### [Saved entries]
....

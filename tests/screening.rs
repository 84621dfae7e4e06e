mod common;

use common::*;
use std::collections::HashMap;
use std::sync::atomic::{AtomicUsize, Ordering};
use std::sync::Arc;
use std::thread;
use std::time::Duration;
use tradecycle::provider::{InMemoryProvider, PriceSeriesProvider};
use tradecycle::{evaluate_universe, EngineConfig, EngineError, ScreeningCoordinator, StrategyRegistry};

fn ids(names: &[&str]) -> Vec<String> {
    names.iter().map(|s| s.to_string()).collect()
}

fn uptrend() -> Vec<Bar> {
    ranged_bars(&rising_closes(60, 20.0, 0.4))
}

fn coordinator(provider: Arc<dyn PriceSeriesProvider>, config: EngineConfig) -> ScreeningCoordinator {
    ScreeningCoordinator::new(Arc::new(StrategyRegistry::with_builtin()), provider, config)
        .with_today(day(200))
}

#[test]
fn bad_instruments_are_skipped_and_the_rest_reported() {
    init_test_logging();
    let mut broken = uptrend();
    broken[10].date = broken[9].date;
    let provider = InMemoryProvider::new()
        .with_series("UP", uptrend())
        .with_series("FLAT", exact_bars(&vec![10.0; 60]))
        .with_series("BROKEN", broken);
    let coordinator = coordinator(Arc::new(provider), EngineConfig::default());

    let report = coordinator.evaluate_universe(
        &ids(&["UP", "BROKEN", "MISSING", "FLAT"]),
        &ids(&["rising_trend", "ma_crossover", "no_such_strategy"]),
    );

    assert_eq!(report.unknown_strategies, ids(&["no_such_strategy"]));
    let skipped: Vec<&str> = report.skipped.iter().map(|s| s.instrument_id.as_str()).collect();
    assert_eq!(skipped.len(), 2);
    assert!(skipped.contains(&"BROKEN"));
    assert!(skipped.contains(&"MISSING"));
    assert!(report.results.iter().all(|r| r.instrument_id == "UP"));
    assert!(report
        .results
        .iter()
        .any(|r| r.strategy_id == "rising_trend" && r.backtest_summary.is_some()));
    assert!(report.unfinished.is_empty());
    assert!(!report.cancelled && !report.hard_timed_out);
}

#[test]
fn panicking_provider_does_not_take_down_the_batch() {
    init_test_logging();
    let bars = uptrend();
    let provider: Arc<dyn PriceSeriesProvider> = Arc::new(move |id: &str| -> Result<Vec<Bar>, EngineError> {
        if id == "BOOM" {
            panic!("provider exploded");
        }
        Ok(bars.clone())
    });
    let config = EngineConfig {
        screening: tradecycle::config::ScreeningConfig {
            max_workers: 1,
            ..Default::default()
        },
        ..EngineConfig::default()
    };
    let report = coordinator(provider, config)
        .evaluate_universe(&ids(&["A", "BOOM", "B"]), &ids(&["rising_trend"]));

    assert_eq!(report.skipped.len(), 1);
    assert_eq!(report.skipped[0].instrument_id, "BOOM");
    let instruments: Vec<&str> = report.results.iter().map(|r| r.instrument_id.as_str()).collect();
    assert_eq!(instruments, vec!["A", "B"]);
}

#[test]
fn stop_handle_cancels_the_batch() {
    init_test_logging();
    let provider = InMemoryProvider::new().with_series("UP", uptrend());
    let coordinator = coordinator(Arc::new(provider), EngineConfig::default());
    coordinator.stop_handle().stop();

    let report = coordinator.evaluate_universe(&ids(&["UP"]), &ids(&["rising_trend"]));
    assert!(report.cancelled);
    assert!(report.results.is_empty());
    assert_eq!(report.unfinished, ids(&["UP"]));
}

#[test]
fn hard_timeout_returns_partial_results() {
    init_test_logging();
    let bars = uptrend();
    let provider: Arc<dyn PriceSeriesProvider> = Arc::new(move |id: &str| -> Result<Vec<Bar>, EngineError> {
        if id == "SLOW" {
            thread::sleep(Duration::from_millis(3_000));
        }
        Ok(bars.clone())
    });
    let config = EngineConfig {
        screening: tradecycle::config::ScreeningConfig {
            max_workers: 2,
            hard_timeout_ms: 500,
            ..Default::default()
        },
        ..EngineConfig::default()
    };
    let report = coordinator(provider, config)
        .evaluate_universe(&ids(&["SLOW", "FAST"]), &ids(&["rising_trend"]));

    assert!(report.hard_timed_out);
    assert_eq!(report.unfinished, ids(&["SLOW"]));
    assert!(report.results.iter().all(|r| r.instrument_id == "FAST"));
}

#[test]
fn each_instrument_is_loaded_once_for_all_strategies() {
    init_test_logging();
    let loads = Arc::new(AtomicUsize::new(0));
    let counter = Arc::clone(&loads);
    let mut series = HashMap::new();
    series.insert("UP".to_string(), uptrend());
    series.insert("DOWN".to_string(), ranged_bars(&rising_closes(60, 60.0, -0.5)));
    let provider: Arc<dyn PriceSeriesProvider> = Arc::new(move |id: &str| -> Result<Vec<Bar>, EngineError> {
        counter.fetch_add(1, Ordering::SeqCst);
        series.get(id).cloned().ok_or_else(|| EngineError::Data {
            instrument_id: id.to_string(),
            reason: "unknown".to_string(),
        })
    });

    let registry = StrategyRegistry::with_builtin();
    let results = evaluate_universe(
        &ids(&["UP", "DOWN"]),
        &registry.ids(),
        &EngineConfig::default(),
        provider,
    );
    assert_eq!(loads.load(Ordering::SeqCst), 2);
    let mut sorted = results.clone();
    sorted.sort_by(|a, b| {
        (a.instrument_id.as_str(), a.strategy_id.as_str())
            .cmp(&(b.instrument_id.as_str(), b.strategy_id.as_str()))
    });
    assert_eq!(results, sorted);
}

#[test]
fn slow_load_trips_the_soft_timeout_without_failing_the_batch() {
    init_test_logging();
    let bars = uptrend();
    let provider: Arc<dyn PriceSeriesProvider> = Arc::new(move |id: &str| -> Result<Vec<Bar>, EngineError> {
        if id == "SLUGGISH" {
            thread::sleep(Duration::from_millis(200));
        }
        Ok(bars.clone())
    });
    let config = EngineConfig {
        screening: tradecycle::config::ScreeningConfig {
            max_workers: 2,
            soft_timeout_ms: 100,
            ..Default::default()
        },
        ..EngineConfig::default()
    };
    let report = coordinator(provider, config).evaluate_universe(
        &ids(&["SLUGGISH", "QUICK"]),
        &ids(&["rising_trend", "ma_crossover", "macd_stage"]),
    );

    assert_eq!(report.soft_timeouts, ids(&["SLUGGISH"]));
    assert!(report.unfinished.is_empty());
    assert!(!report.hard_timed_out && !report.cancelled);
    assert!(report.results.iter().all(|r| r.instrument_id == "QUICK"));
    assert!(report.results.iter().any(|r| r.strategy_id == "rising_trend"));
}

....

### [AIM OF THE TASK]
Return, from the data above, each line in which the string "cancelled" appears.

### [RESULT OF THIS TASK]
    assert!(!report.cancelled && !report.hard_timed_out);
    assert!(report.cancelled);
    assert!(!report.hard_timed_out && !report.cancelled);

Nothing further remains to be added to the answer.